I'll bring in the colour codes to match and get the patches taken care of first, then decide on if we're going to roll the whole wall in the same colour or a different colour.


----------



## princelake (Feb 19, 2012)

like oh'mike said you can "dry" roll the patches with the wall color. then do 2 coats. i myself am to much of a whimp to do it on a fresh patch. i always prime, dry roll then 2 coats to be sure but i see guys dry roll the wall color on the patch without priming then 2 coats. 
all rollers give the paint a different texture and if yours isnt exactly what was used to begin with then yes you will get a flash/ odd looking spot on the wall. i say you can try just the spot with what you got but it probably wont look right and you'll have to paint the entire wall to the next corner. 
everyone on here just wants to see you do an awesome job where theres no flashes on the wall and it looks like a pro did it so going that extra mile doing the extra work will have the best results.


----------



## princelake (Feb 19, 2012)

did you give them a really good shake and stir? if so and they are still poo then yes get the codes and get new paint. hear in ontario canada we have local disposal depots where they properly dispose of paint, oil,chemicals, etc. you'll have to see what is in your local area. 

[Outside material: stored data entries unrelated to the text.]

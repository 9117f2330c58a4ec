//! Platform-specific configuration

use crossterm::event::KeyModifiers;

/// Platform-appropriate modifier for paste/submit shortcuts
/// - macOS: SUPER (Cmd key)
/// - Linux/Windows: CONTROL (Ctrl key)
#[cfg(target_os = "macos")]
pub const SHORTCUT_MODIFIER: KeyModifiers = KeyModifiers::SUPER;

#[cfg(not(target_os = "macos"))]
pub const SHORTCUT_MODIFIER: KeyModifiers = KeyModifiers::CONTROL;

/// Submit shortcut display; Ctrl+S works on all platforms
pub const SUBMIT_SHORTCUT: &str = "^S";

/// Paste shortcut display
#[cfg(target_os = "macos")]
pub const PASTE_SHORTCUT: &str = "Cmd+V";

#[cfg(not(target_os = "macos"))]
pub const PASTE_SHORTCUT: &str = "^V";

mix all the old paint together to make a new awesome looking paint for your walls.


----------



## user1007 (Sep 23, 2009)

DIYguy2000 said:


> New question. How do you properly dispose of paint?  I know the stores will take back the empty cans as long as they're dry, but what if the can is more than half full?


Excellent question and this has not come up in awhile. 

As the person who had to sort out hundreds of pints, quarts and gallons of stuff for a ReStore DO NOT DUMP YOUR WASTE ON THE HABITAT FOR HUMANITY LOADING DOCK UNDER COVER OF DARKNESS!!!! Doing so is just plain tacky and uncaring. However, if the paint is just excess and is useable the ReStore may take it. Call first. We had to stop taking from homeowners for awhile until we got things sorted out. 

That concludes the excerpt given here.